Records from a data collection:
..........

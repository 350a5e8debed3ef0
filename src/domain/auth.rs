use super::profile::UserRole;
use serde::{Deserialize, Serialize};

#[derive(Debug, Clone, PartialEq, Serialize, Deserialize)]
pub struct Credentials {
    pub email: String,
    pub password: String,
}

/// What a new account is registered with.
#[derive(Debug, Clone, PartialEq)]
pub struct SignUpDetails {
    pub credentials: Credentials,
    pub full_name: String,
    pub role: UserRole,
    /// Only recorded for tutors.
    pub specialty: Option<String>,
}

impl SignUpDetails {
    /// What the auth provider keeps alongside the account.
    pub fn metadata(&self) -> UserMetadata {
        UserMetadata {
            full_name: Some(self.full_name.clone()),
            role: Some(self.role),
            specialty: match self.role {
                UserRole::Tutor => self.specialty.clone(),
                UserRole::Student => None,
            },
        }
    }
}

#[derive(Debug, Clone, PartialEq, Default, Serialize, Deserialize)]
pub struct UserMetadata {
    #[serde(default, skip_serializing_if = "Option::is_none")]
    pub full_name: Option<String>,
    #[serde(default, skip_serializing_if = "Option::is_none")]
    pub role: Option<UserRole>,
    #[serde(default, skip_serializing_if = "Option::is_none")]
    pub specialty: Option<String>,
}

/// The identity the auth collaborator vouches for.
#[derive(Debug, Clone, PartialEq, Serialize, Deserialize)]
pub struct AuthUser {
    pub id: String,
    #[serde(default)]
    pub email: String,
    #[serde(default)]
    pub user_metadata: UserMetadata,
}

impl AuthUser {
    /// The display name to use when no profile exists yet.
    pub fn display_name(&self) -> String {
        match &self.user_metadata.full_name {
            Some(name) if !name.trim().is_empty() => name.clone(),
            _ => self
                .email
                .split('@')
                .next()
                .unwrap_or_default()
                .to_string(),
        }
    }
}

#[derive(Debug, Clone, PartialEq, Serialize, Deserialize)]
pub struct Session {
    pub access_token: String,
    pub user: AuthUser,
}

..........

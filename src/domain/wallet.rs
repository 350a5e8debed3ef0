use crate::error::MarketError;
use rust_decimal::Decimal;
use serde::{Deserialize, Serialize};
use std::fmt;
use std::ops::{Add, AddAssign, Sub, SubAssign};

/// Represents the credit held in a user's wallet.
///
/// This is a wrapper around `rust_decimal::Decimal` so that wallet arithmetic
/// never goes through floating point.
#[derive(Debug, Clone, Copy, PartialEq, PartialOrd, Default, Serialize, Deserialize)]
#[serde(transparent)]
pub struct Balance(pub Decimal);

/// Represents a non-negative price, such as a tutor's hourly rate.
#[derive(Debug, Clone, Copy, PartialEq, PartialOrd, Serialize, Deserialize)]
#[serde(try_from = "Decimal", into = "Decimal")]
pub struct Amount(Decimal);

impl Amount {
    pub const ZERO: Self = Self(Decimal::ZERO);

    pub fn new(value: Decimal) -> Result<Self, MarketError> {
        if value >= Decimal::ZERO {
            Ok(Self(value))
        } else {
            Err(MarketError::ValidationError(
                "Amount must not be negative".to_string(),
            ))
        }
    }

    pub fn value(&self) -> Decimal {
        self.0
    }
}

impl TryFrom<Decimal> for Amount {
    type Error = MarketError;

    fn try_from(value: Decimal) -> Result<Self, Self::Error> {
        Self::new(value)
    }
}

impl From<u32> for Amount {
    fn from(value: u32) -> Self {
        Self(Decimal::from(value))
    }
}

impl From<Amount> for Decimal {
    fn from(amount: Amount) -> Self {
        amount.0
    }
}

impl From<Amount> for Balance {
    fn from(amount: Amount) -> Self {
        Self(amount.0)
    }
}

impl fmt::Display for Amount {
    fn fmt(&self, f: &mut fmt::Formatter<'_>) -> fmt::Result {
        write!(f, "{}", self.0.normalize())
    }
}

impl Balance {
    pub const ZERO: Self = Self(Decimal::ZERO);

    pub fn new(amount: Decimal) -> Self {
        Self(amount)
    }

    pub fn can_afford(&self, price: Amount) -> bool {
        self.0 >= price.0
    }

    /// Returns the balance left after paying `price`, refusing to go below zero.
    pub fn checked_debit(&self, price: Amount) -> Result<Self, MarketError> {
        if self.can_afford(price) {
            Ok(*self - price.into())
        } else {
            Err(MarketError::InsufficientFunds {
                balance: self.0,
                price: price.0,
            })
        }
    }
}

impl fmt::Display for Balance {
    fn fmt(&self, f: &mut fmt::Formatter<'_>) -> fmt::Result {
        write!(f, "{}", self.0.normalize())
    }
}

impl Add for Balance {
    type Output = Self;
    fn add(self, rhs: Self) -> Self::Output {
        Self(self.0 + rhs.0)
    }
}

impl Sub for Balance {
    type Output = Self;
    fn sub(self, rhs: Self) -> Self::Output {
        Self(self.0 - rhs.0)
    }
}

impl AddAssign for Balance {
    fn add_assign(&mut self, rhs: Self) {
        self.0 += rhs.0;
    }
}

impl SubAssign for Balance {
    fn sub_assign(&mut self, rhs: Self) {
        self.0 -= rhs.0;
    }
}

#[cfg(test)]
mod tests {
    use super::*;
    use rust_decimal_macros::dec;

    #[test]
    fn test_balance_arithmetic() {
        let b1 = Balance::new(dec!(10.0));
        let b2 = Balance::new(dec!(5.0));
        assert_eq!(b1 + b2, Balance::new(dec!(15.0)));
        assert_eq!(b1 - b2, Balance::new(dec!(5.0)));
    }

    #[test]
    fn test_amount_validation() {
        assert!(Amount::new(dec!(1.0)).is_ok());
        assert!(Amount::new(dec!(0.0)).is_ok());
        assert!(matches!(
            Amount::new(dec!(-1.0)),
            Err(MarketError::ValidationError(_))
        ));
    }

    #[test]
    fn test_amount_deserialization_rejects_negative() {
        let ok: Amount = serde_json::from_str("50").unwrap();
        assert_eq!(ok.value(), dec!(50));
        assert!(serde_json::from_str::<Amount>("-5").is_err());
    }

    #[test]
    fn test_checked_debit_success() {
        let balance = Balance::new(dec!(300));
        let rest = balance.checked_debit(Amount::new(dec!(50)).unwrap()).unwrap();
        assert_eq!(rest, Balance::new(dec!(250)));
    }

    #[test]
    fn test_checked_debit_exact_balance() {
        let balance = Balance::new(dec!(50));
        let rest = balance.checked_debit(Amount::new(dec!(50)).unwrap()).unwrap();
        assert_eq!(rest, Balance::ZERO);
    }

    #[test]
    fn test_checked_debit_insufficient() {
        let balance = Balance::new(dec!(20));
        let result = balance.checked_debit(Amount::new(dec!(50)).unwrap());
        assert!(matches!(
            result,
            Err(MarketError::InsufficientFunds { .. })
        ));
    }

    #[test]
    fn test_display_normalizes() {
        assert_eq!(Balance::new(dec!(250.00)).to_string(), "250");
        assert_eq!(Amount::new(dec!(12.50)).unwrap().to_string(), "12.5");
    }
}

..........

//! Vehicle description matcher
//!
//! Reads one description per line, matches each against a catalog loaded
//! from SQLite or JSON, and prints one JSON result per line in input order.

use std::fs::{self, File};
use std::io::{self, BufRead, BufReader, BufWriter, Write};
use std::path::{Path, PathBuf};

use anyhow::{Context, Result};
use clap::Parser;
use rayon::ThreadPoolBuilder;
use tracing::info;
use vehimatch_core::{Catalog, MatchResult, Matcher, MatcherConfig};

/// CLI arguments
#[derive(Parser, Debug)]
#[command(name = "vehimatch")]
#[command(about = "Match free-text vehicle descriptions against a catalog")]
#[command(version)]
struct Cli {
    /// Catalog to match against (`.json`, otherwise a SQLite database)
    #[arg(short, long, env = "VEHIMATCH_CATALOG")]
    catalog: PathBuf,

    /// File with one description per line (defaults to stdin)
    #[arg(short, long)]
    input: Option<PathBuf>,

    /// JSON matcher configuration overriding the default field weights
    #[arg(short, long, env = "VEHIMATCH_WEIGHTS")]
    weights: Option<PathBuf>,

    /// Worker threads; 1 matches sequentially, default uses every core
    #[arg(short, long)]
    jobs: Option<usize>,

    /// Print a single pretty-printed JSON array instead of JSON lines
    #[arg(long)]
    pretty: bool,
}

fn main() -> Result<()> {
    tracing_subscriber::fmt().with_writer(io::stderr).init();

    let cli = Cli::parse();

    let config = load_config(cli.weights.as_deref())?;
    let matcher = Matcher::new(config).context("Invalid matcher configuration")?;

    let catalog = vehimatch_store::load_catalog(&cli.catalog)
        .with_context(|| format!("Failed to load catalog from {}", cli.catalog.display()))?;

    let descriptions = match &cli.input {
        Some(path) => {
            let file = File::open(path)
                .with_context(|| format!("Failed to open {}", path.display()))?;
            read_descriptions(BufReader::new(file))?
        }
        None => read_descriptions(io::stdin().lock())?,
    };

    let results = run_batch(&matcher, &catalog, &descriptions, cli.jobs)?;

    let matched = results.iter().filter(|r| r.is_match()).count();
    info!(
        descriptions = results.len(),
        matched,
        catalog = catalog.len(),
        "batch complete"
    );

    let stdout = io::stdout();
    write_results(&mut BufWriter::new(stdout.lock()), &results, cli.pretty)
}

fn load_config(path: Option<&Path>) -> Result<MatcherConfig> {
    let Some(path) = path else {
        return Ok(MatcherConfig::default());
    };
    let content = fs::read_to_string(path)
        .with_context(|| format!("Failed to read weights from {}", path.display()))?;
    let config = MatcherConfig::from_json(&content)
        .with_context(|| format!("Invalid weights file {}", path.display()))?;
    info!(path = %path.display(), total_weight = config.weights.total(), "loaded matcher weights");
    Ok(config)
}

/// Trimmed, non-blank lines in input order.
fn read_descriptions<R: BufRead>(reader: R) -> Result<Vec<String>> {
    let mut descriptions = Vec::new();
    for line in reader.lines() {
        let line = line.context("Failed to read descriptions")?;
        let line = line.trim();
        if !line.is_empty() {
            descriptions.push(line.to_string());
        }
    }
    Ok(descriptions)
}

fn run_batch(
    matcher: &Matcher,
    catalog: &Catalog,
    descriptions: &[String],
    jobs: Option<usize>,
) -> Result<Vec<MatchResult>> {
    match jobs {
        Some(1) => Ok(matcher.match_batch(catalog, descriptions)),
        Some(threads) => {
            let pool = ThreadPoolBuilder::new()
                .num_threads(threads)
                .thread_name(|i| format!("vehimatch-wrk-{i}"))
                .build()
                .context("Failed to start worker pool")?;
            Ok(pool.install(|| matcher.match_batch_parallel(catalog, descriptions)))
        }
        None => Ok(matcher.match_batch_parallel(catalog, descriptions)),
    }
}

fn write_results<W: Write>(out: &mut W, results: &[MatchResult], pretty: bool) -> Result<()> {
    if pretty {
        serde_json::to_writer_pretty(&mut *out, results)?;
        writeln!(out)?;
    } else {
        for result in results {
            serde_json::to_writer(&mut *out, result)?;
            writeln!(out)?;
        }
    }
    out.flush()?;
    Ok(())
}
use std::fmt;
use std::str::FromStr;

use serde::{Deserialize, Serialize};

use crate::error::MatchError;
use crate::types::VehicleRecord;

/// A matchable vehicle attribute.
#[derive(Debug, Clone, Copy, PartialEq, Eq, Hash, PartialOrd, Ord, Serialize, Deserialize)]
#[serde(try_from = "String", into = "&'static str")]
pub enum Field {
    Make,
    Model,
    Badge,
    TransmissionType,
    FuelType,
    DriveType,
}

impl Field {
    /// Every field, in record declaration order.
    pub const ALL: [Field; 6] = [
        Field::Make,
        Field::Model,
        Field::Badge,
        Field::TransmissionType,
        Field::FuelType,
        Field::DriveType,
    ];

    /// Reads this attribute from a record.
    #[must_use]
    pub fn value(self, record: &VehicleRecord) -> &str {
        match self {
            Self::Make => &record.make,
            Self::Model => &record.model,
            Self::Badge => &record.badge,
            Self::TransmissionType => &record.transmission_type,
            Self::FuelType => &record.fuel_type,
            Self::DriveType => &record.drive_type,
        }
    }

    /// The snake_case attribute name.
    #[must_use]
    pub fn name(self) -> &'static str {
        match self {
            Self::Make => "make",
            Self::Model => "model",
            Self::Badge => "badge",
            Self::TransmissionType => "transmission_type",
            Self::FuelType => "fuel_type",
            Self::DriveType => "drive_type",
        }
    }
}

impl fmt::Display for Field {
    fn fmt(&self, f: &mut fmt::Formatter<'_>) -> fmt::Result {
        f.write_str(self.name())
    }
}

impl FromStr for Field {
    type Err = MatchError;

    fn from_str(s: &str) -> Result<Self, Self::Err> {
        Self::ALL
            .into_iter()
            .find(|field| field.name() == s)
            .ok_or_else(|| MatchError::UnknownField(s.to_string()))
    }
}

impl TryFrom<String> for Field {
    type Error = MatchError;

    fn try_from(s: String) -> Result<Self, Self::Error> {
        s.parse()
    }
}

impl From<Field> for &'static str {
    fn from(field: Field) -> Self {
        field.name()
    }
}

..........

● Task instructions:
In the records above, how many lines include the string "PathBuf"? Answer with only the number.

● Expected output:
4